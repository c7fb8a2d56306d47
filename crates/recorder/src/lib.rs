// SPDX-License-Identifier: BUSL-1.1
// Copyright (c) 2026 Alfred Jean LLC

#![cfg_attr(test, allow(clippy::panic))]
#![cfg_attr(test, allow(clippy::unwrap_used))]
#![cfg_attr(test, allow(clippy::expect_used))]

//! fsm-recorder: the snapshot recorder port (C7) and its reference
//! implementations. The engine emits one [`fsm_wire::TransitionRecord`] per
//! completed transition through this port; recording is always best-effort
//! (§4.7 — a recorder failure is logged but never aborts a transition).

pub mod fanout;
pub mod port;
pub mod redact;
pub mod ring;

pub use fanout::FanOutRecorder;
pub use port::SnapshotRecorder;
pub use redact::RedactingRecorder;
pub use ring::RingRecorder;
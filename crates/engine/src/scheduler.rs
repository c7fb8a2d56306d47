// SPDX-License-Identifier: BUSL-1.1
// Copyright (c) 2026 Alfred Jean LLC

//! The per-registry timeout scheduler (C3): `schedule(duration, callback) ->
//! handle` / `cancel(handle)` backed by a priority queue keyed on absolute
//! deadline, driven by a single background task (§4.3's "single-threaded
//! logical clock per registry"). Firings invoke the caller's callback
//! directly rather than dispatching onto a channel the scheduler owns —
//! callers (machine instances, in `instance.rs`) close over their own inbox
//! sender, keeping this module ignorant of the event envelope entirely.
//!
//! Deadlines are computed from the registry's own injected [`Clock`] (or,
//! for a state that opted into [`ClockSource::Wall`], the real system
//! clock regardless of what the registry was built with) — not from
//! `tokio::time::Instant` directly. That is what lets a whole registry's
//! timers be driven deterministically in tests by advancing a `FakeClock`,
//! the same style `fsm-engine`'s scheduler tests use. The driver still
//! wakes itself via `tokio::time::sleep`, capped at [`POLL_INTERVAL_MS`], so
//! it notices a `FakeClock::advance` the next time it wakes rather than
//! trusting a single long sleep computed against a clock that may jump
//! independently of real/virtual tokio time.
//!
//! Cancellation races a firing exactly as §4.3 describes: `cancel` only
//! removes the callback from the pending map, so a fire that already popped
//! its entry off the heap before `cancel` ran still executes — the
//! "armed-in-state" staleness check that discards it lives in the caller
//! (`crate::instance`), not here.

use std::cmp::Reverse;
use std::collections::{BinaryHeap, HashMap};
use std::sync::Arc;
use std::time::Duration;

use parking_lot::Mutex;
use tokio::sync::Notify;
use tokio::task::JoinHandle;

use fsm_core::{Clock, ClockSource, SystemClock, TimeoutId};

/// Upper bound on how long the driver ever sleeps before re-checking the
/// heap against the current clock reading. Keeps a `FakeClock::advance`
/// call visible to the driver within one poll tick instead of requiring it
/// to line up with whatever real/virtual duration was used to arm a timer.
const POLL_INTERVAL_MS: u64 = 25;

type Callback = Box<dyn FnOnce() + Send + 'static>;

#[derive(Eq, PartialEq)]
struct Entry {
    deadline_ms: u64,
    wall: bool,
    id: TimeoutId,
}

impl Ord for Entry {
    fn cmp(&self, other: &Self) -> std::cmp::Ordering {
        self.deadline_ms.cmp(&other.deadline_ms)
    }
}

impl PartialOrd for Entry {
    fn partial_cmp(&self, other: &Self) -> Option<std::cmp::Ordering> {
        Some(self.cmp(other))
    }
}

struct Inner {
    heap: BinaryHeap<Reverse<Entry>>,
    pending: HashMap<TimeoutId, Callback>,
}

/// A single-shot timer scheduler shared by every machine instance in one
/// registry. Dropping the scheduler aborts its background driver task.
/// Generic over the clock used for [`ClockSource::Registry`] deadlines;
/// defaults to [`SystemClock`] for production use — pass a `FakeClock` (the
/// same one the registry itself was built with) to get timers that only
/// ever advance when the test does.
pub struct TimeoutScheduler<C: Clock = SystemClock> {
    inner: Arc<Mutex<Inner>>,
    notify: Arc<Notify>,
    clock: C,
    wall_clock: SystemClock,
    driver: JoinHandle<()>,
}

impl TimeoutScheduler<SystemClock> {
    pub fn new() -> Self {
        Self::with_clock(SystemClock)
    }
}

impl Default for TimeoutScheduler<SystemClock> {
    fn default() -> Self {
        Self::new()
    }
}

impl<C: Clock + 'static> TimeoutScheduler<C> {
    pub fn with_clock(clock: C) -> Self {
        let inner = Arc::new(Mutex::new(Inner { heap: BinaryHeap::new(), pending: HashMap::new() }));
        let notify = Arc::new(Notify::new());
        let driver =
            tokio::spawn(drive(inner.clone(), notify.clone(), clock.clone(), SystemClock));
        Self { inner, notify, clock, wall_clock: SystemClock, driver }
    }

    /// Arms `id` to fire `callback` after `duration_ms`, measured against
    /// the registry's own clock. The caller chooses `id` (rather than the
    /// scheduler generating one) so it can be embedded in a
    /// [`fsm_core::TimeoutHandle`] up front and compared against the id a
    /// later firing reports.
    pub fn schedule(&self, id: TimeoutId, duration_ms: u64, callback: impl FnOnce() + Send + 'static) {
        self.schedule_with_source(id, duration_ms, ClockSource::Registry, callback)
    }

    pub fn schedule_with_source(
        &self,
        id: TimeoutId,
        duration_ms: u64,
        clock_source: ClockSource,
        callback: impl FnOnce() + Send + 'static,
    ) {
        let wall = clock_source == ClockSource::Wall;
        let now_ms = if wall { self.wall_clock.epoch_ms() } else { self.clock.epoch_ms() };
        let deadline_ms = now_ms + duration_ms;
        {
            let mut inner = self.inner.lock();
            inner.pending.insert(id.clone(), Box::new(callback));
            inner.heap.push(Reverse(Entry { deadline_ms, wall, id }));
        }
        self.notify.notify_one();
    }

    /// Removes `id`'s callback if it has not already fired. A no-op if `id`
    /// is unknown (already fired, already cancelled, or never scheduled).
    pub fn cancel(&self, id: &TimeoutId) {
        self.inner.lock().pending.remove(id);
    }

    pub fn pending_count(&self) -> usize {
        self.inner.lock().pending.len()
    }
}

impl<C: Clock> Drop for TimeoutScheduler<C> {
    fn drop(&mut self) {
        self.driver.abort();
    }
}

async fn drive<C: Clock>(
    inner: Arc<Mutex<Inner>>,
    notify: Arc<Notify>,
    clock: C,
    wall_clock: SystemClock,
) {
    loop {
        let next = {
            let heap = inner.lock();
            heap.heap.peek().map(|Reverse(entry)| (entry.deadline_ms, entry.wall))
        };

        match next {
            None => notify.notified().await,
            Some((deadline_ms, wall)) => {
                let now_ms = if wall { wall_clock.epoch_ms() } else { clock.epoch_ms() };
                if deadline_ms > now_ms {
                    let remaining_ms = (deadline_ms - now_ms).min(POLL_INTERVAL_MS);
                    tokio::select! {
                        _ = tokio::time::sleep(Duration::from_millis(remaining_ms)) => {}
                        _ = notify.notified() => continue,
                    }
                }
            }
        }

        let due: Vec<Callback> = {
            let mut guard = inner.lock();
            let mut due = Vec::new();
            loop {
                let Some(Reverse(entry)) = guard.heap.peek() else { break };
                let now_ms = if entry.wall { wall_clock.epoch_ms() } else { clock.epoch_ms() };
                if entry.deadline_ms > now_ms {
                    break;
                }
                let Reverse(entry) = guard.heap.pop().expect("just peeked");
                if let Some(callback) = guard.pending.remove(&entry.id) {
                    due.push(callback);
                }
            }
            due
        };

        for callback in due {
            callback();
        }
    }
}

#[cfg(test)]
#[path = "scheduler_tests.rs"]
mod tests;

**INSTRUCTIONS FOR THE TASK**
Show every line of the data that includes the string "built".

**SOLUTION FOR THIS EXERCISE**
//! clock regardless of what the registry was built with) — not from
/// same one the registry itself was built with) to get timers that only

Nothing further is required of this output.